Au bonheur des dames ? |
Une des particularités de l’asbl les Grignoux est de lier un pôle d’animation en éducation permanente à un pôle de distribution proprement cinématographique. Pour rappel, la distribution cinématographique est l’échelon intermédiaire entre la production (qui avance l’argent nécessaire à la réalisation des films) et l’exploitation dans les salles de cinéma. Alors que la production vise en principe le marché national et international, la distribution s’effectue généralement au niveau national, les distributeurs achetant aux vendeurs internationaux le droit d’exploitation des films sur un territoire national (parfois bi- ou tri-national, parfois régional). Sur chaque territoire national, plusieurs firmes de distribution sont en concurrence pour l’achat des films, et elles se spécialisent souvent dans certains « créneaux » (films à grand spectacle, films d’auteur, films d’art et essai, films européens…) en fonction de leurs choix éditoriaux, politiques, culturels ou financiers.
Les Grignoux ont développé depuis près de trente ans (dès 1992) une petite structure de distribution[1] appelée Le Parc Distribution, d’abord spécialisée dans les films pour enfants, auxquels se sont ajoutés des films « adultes », porteurs de problématiques de société susceptibles de faire l’objet d’un travail d’animation plus approfondi en éducation permanente. L’équipe d’animation en éducation permanente vient ainsi renforcer le travail de distribution en réalisant un travail en réseau avec les partenaires associatifs qui traitent au quotidien les questions abordées dans les films retenus.
À travers l’analyse proposée ici, nous souhaitons montrer comment ce travail permet aux films d’être mieux vus et d’avoir plus d’écho auprès d’un large public. Un tel travail ne s’envisage pas uniquement dans une perspective de promotion et il est indispensable si l’on veut que les questions de société abordées dans ces films aient un plus grande résonance dans l’espace public. Il est clair en effet que les réalisateurs ou réalisatrices de ce type de films ne s’inscrivent pas seulement dans une perspective artistique (même si celle-ci n’est pas négligée) ou d’entertainment, et qu’elles et eux souhaitent peser sur le débat public et influencer le cours des choses.

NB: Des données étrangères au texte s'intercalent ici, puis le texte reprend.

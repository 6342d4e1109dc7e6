//! Worker and lifecycle hook types.
//!
//! All callbacks are stored type-erased behind `Arc<dyn Fn ...>` returning a
//! boxed future, so a queue can clone them into every spawned unit of work.
//! Every hook is optional; an absent `on_error` means failures are surfaced
//! as unhandled instead of being reported to a hook.

use std::fmt;
use std::future::Future;
use std::sync::Arc;

use futures_util::FutureExt as _;
use futures_util::future::BoxFuture;

/// The per-item processing function.
pub type Worker<T, U> = Arc<dyn Fn(T) -> BoxFuture<'static, anyhow::Result<U>> + Send + Sync>;

/// Hook without arguments (`on_start`, `on_end`).
pub type LifecycleHook = Arc<dyn Fn() -> BoxFuture<'static, ()> + Send + Sync>;

/// Hook receiving a worker's output.
pub type ProcessedHook<U> = Arc<dyn Fn(U) -> BoxFuture<'static, ()> + Send + Sync>;

/// Hook receiving the failed input and the worker's error.
pub type ErrorHook<T> = Arc<dyn Fn(T, anyhow::Error) -> BoxFuture<'static, ()> + Send + Sync>;

/// Erase an async closure into a [`Worker`].
pub fn worker<T, U, F, Fut>(f: F) -> Worker<T, U>
where
    F: Fn(T) -> Fut + Send + Sync + 'static,
    Fut: Future<Output = anyhow::Result<U>> + Send + 'static,
{
    Arc::new(move |item| f(item).boxed())
}

/// The optional lifecycle callbacks of a queue.
pub struct QueueHooks<T, U> {
    pub on_start: Option<LifecycleHook>,
    pub on_item_processed: Option<ProcessedHook<U>>,
    pub on_end: Option<LifecycleHook>,
    pub on_error: Option<ErrorHook<T>>,
}

impl<T, U> QueueHooks<T, U> {
    pub fn new() -> Self {
        Self {
            on_start: None,
            on_item_processed: None,
            on_end: None,
            on_error: None,
        }
    }

    /// Called once per successful `start()`, after the initial admission pass.
    pub fn on_start<F, Fut>(mut self, f: F) -> Self
    where
        F: Fn() -> Fut + Send + Sync + 'static,
        Fut: Future<Output = ()> + Send + 'static,
    {
        self.on_start = Some(Arc::new(move || f().boxed()));
        self
    }

    /// Called with every successful worker output.
    pub fn on_item_processed<F, Fut>(mut self, f: F) -> Self
    where
        F: Fn(U) -> Fut + Send + Sync + 'static,
        Fut: Future<Output = ()> + Send + 'static,
    {
        self.on_item_processed = Some(Arc::new(move |output| f(output).boxed()));
        self
    }

    /// Called each time the in-flight set drains to empty.
    pub fn on_end<F, Fut>(mut self, f: F) -> Self
    where
        F: Fn() -> Fut + Send + Sync + 'static,
        Fut: Future<Output = ()> + Send + 'static,
    {
        self.on_end = Some(Arc::new(move || f().boxed()));
        self
    }

    /// Called with the input of every failed unit of work.
    pub fn on_error<F, Fut>(mut self, f: F) -> Self
    where
        F: Fn(T, anyhow::Error) -> Fut + Send + Sync + 'static,
        Fut: Future<Output = ()> + Send + 'static,
    {
        self.on_error = Some(Arc::new(move |item, error| f(item, error).boxed()));
        self
    }
}

impl<T, U> Default for QueueHooks<T, U> {
    fn default() -> Self {
        Self::new()
    }
}

impl<T, U> Clone for QueueHooks<T, U> {
    fn clone(&self) -> Self {
        Self {
            on_start: self.on_start.clone(),
            on_item_processed: self.on_item_processed.clone(),
            on_end: self.on_end.clone(),
            on_error: self.on_error.clone(),
        }
    }
}

impl<T, U> fmt::Debug for QueueHooks<T, U> {
    fn fmt(&self, f: &mut fmt::Formatter<'_>) -> fmt::Result {
        f.debug_struct("QueueHooks")
            .field("on_start", &self.on_start.is_some())
            .field("on_item_processed", &self.on_item_processed.is_some())
            .field("on_end", &self.on_end.is_some())
            .field("on_error", &self.on_error.is_some())
            .finish()
    }
}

C’est le cas très évident du film Au bonheur des dames ? qui traite de la réalité vécue notamment par les femmes travaillant dans le secteur des titres-services : il s’agit là « d’un moyen de paiement subventionné par la Région wallonne [en Belgique]. Grâce à ce mode de paiement, toute personne majeure domiciliée en Wallonie peut bénéficier de prestations d’aide-ménagère, de repassage, de courses ménagères ou de transport de personnes à mobilité réduite, à des tarifs avantageux », comme c’est indiqué sur le site de la Sodexo, l’organisme en charge de la gestion de ces titres-services[2]. Le documentaire Au bonheur des dames ? de Gaëlle Hardy & Agnès Lejeune pose quant à lui la question des conditions de travail et même d’existence des personnes travaillant dans ce cadre. Cette question interpelle notamment les utilisateurs, les « clients » et « clientes », qui recourent à ces services. Plus largement, le film interroge les évolutions du salariat dans notre société, où la précarité, l’intérim, le temps partiel se généralisent sous des formes très diverses comme celle notamment des titres-services.
Dans cette perspective, nous souhaitons préciser comment nous avons contribué à rendre visible la question des titres-Services dans l’espace public, en particulier auprès des syndicats, auprès des femmes elles-mêmes, auprès des milieux féministes, auprès de tous ceux et de toutes celles qui utilisent les titres-services. Il est important de signaler avant la lecture que nous avons axé cette analyse principalement sur notre action sur le territoire liégeois. Mais le travail que nous avons fourni a largement dépassé les portes de Liège.
Comme on l’a déjà évoqué, les Grignoux ont une antenne de distribution de films, Le Parc Distribution qui permet de diffuser un certain nombre de films dans des salles de cinéma mais également des centres culturels en Wallonie et à Bruxelles[3]. Nous distribuons des films pour enfants, des films documentaires ou encore des films art et essai. Pour la distribution des films documentaires et art et essai, nous avons développé une méthode de travail propre aux Grignoux qui lie le travail de l’équipe de l’animation à celui de l’équipe de la distribution.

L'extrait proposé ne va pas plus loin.